[[ RECORD SET, beginning ]]

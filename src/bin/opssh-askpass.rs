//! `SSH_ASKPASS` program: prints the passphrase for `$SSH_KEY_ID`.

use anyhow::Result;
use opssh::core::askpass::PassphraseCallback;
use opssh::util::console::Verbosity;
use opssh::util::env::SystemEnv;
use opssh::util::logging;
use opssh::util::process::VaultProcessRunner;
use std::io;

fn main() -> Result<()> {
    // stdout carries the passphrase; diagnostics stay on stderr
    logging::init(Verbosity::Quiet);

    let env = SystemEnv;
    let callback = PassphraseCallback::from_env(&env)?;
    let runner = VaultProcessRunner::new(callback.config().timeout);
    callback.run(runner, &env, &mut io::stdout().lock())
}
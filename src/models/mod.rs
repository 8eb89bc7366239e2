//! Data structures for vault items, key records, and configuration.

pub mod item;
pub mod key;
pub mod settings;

[[ RECORD SET, end ]]
[[ RECORD SET, beginning ]]

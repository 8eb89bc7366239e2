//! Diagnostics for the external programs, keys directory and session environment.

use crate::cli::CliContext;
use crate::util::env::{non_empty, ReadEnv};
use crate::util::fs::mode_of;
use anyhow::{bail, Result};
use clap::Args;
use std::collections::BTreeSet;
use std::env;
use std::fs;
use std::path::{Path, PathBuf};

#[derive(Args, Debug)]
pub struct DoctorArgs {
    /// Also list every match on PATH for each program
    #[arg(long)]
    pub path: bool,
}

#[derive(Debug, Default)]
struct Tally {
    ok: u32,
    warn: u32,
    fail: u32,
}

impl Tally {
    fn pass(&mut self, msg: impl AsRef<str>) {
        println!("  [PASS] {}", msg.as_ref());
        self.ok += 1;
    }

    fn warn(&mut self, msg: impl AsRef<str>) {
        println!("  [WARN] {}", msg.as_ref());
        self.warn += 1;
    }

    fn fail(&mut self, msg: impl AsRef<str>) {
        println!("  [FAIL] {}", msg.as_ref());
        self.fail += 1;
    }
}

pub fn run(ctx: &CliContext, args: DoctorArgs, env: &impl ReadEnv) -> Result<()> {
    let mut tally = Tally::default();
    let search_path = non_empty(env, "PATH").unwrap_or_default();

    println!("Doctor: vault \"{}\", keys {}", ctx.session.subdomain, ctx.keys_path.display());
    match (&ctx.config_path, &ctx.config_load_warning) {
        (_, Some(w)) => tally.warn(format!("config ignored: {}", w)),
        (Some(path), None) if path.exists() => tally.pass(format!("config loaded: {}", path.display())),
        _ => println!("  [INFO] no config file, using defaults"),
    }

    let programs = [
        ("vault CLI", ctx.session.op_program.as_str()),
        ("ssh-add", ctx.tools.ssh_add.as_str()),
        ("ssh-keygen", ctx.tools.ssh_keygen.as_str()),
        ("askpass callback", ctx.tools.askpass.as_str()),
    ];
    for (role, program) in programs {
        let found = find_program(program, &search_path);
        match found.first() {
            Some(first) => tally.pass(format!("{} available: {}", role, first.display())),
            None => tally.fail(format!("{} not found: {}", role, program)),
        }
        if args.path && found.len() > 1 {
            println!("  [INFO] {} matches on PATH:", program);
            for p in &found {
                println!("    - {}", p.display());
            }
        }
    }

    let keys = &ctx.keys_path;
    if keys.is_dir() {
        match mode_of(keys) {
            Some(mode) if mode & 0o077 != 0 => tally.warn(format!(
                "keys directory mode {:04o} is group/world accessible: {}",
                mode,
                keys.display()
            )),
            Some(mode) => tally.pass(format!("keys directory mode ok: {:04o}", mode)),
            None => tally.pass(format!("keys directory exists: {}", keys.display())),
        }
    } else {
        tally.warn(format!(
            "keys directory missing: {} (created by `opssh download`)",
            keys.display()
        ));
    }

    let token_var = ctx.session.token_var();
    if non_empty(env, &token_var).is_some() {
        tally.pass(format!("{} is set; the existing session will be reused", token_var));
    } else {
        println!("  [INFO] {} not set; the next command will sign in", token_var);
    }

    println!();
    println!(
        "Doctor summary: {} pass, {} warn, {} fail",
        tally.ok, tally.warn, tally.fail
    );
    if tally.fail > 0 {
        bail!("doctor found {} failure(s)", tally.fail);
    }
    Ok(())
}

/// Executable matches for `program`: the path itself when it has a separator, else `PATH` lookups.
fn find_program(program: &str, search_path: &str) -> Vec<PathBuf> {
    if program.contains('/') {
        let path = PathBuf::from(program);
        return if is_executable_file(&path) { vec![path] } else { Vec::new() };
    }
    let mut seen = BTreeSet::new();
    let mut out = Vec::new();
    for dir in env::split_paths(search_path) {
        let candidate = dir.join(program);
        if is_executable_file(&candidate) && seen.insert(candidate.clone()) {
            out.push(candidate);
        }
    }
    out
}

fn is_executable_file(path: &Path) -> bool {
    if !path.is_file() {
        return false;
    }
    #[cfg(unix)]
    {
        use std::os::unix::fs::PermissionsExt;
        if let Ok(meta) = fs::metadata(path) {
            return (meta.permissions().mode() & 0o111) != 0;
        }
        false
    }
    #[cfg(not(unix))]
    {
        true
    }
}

[[ RECORD SET, end ]]
[[ RECORD SET, beginning ]]

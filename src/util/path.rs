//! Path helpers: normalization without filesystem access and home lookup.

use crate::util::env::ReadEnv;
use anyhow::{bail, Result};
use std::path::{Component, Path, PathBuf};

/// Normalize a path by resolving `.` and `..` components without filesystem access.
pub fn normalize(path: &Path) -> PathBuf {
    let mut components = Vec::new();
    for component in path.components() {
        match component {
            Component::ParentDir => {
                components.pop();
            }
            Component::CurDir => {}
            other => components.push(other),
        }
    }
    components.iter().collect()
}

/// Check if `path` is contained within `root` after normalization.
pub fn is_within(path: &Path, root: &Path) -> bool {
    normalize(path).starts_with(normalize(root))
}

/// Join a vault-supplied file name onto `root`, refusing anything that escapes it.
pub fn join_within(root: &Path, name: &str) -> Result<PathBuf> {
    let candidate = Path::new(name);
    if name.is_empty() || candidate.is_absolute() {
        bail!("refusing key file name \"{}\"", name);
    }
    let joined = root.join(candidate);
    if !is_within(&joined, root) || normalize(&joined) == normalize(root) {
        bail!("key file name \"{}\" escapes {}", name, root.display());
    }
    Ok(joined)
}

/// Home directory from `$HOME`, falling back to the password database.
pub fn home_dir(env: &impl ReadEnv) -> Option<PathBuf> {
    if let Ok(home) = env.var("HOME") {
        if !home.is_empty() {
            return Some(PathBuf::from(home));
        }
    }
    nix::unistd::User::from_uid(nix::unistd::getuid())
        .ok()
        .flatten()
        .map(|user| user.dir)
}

[[ RECORD SET, end ]]

WHAT THIS TASK INVOLVES: Looking at the data above, write out exactly the lines that start at the one containing "filename src/bin/opssh-askpass.rs" and end at the one containing "filename src/models/mod.rs"; include both and nothing beyond.

OUTPUT BELOW:
filename src/bin/opssh-askpass.rs
//! `SSH_ASKPASS` program: prints the passphrase for `$SSH_KEY_ID`.

use anyhow::Result;
use opssh::core::askpass::PassphraseCallback;
use opssh::util::console::Verbosity;
use opssh::util::env::SystemEnv;
use opssh::util::logging;
use opssh::util::process::VaultProcessRunner;
use std::io;

fn main() -> Result<()> {
    // stdout carries the passphrase; diagnostics stay on stderr
    logging::init(Verbosity::Quiet);

    let env = SystemEnv;
    let callback = PassphraseCallback::from_env(&env)?;
    let runner = VaultProcessRunner::new(callback.config().timeout);
    callback.run(runner, &env, &mut io::stdout().lock())
}
filename src/models/mod.rs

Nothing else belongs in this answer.